• _EXERCISE INSTRUCTIONS_:
Please tally the lines in the records that include the word "BalanceQuery" and answer with the bare number.
--- INFORMATION GIVEN Enclosed Below ---
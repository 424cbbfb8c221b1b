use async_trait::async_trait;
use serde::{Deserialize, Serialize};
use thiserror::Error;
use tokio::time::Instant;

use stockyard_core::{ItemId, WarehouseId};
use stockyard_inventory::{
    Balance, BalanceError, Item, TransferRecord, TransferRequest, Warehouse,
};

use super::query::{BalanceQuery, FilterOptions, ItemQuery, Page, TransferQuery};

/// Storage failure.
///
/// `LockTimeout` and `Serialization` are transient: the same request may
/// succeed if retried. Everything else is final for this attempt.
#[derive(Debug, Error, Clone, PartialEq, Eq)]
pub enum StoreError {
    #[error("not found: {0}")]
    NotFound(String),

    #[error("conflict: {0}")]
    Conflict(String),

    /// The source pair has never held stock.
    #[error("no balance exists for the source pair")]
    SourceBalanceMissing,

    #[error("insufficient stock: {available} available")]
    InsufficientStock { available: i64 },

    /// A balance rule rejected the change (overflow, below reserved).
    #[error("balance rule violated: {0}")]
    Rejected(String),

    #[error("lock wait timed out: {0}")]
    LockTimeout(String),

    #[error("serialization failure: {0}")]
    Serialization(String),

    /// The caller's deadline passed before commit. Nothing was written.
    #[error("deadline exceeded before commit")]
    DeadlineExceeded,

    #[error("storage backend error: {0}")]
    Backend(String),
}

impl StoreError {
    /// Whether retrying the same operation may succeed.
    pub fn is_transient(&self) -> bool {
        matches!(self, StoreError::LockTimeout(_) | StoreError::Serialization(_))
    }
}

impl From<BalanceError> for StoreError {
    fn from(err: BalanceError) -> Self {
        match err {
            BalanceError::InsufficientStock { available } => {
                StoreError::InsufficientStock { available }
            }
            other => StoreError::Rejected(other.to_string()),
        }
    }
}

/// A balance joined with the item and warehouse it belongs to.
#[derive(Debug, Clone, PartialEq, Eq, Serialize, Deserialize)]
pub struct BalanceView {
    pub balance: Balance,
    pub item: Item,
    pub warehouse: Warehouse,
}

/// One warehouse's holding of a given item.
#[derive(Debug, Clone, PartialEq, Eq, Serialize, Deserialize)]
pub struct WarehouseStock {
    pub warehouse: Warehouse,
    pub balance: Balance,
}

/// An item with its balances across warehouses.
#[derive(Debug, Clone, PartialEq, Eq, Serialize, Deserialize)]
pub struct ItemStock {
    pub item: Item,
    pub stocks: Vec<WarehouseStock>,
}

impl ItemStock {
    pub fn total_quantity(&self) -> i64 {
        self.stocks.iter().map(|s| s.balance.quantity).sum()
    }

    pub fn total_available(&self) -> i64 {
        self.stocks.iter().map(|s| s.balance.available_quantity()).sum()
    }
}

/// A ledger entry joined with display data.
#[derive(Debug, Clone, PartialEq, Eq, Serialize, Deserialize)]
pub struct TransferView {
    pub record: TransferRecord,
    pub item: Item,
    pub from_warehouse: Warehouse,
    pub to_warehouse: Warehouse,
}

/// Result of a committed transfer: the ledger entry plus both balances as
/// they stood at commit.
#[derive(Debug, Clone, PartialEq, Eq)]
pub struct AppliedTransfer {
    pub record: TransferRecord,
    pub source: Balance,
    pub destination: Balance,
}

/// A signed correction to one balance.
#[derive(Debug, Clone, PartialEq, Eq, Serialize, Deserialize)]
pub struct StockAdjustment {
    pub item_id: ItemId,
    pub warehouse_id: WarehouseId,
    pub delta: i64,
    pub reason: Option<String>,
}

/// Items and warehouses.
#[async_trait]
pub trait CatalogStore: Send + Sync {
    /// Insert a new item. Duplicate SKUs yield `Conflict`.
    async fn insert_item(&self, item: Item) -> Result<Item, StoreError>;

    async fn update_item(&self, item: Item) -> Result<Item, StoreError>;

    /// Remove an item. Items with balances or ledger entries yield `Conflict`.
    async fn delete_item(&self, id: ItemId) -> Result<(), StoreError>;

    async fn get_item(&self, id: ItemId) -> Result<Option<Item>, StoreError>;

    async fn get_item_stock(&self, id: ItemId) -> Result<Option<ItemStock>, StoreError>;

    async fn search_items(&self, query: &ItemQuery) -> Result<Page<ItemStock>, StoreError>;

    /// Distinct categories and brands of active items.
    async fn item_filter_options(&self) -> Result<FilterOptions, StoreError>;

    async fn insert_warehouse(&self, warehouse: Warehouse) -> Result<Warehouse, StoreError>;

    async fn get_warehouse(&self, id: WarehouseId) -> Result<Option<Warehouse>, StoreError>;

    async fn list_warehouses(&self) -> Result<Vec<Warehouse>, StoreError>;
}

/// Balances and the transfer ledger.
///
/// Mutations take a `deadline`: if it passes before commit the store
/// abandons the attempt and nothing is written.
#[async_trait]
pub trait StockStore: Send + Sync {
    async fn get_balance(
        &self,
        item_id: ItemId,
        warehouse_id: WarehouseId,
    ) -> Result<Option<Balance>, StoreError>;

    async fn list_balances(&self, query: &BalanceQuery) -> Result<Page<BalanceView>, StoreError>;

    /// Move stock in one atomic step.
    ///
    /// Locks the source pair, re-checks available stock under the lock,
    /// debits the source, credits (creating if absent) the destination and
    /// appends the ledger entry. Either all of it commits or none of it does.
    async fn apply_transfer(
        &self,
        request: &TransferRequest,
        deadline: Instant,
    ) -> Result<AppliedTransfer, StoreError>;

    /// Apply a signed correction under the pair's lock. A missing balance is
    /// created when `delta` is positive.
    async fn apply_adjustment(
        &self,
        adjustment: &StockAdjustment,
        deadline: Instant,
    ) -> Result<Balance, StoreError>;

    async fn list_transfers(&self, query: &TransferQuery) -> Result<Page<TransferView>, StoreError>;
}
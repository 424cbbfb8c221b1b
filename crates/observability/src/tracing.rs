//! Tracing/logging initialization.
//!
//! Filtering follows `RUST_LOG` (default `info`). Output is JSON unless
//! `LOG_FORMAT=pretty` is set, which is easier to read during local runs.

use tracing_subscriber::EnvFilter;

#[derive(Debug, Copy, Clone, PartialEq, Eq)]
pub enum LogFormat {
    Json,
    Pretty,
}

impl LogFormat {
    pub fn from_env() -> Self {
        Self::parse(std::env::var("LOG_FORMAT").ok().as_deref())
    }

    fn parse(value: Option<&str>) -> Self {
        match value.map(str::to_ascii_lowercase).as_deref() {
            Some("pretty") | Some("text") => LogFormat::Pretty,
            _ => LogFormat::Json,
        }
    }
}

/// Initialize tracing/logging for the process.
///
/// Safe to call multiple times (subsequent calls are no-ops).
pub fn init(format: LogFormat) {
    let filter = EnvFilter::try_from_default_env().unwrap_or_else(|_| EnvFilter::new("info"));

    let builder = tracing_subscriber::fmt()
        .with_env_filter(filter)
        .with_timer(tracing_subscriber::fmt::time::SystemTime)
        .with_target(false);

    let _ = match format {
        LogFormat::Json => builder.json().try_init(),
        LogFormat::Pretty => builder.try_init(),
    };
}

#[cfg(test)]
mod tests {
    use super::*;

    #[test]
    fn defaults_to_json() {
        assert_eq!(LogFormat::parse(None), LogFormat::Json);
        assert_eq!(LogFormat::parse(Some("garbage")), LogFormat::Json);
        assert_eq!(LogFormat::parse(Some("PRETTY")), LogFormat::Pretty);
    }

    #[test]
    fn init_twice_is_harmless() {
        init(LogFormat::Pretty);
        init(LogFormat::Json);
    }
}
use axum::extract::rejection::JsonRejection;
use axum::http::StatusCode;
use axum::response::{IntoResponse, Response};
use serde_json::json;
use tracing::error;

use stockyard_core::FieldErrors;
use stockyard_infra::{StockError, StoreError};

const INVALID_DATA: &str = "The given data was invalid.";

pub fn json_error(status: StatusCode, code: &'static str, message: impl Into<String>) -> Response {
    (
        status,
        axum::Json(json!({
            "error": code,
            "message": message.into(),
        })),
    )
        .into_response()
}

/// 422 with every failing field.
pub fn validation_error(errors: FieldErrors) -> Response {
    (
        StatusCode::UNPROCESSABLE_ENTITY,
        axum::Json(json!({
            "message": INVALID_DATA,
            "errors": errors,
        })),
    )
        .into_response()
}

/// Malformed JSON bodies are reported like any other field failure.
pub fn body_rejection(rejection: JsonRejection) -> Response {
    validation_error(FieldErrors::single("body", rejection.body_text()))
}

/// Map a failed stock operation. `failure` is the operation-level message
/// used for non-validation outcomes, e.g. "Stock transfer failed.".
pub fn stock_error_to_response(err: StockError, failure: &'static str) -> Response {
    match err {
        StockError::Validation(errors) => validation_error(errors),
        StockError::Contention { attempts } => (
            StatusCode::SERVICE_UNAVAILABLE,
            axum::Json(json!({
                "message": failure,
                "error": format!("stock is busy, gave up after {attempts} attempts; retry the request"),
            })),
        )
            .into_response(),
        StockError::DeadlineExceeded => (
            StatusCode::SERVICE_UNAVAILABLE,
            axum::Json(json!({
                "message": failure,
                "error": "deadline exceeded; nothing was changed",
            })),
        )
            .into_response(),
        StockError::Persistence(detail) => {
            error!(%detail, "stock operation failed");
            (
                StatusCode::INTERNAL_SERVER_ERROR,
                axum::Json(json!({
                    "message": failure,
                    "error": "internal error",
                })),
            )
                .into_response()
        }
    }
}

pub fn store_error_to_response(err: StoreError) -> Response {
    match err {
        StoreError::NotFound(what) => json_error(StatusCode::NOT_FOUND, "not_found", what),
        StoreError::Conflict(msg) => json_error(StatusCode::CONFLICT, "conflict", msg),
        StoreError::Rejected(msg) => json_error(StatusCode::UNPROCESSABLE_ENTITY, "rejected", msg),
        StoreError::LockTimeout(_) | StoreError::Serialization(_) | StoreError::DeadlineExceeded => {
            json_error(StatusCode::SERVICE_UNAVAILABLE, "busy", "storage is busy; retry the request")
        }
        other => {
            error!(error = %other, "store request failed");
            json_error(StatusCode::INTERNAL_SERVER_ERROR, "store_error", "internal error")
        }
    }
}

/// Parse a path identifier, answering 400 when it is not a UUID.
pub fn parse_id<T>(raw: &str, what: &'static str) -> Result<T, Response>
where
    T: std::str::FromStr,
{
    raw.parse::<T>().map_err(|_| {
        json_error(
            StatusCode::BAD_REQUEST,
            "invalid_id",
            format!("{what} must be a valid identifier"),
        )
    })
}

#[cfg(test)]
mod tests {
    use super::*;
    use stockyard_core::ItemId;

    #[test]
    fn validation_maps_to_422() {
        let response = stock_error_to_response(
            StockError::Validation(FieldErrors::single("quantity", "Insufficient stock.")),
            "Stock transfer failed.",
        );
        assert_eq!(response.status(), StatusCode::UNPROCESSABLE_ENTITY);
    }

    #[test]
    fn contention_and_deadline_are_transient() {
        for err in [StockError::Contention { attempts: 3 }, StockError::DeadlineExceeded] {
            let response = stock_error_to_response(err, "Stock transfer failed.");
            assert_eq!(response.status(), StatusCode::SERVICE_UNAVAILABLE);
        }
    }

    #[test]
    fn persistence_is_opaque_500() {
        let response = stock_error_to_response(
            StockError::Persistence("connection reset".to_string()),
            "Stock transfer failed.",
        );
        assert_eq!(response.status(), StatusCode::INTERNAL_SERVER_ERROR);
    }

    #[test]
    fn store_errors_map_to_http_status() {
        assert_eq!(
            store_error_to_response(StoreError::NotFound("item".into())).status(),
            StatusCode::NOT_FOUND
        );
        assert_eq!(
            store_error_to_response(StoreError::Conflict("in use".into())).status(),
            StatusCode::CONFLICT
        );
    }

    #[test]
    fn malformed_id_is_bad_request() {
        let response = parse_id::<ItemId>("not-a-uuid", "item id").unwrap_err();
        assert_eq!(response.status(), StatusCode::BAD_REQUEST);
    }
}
--- End of Enclosed INFORMATION GIVEN ---
• _FINISHED EXERCISE_:
2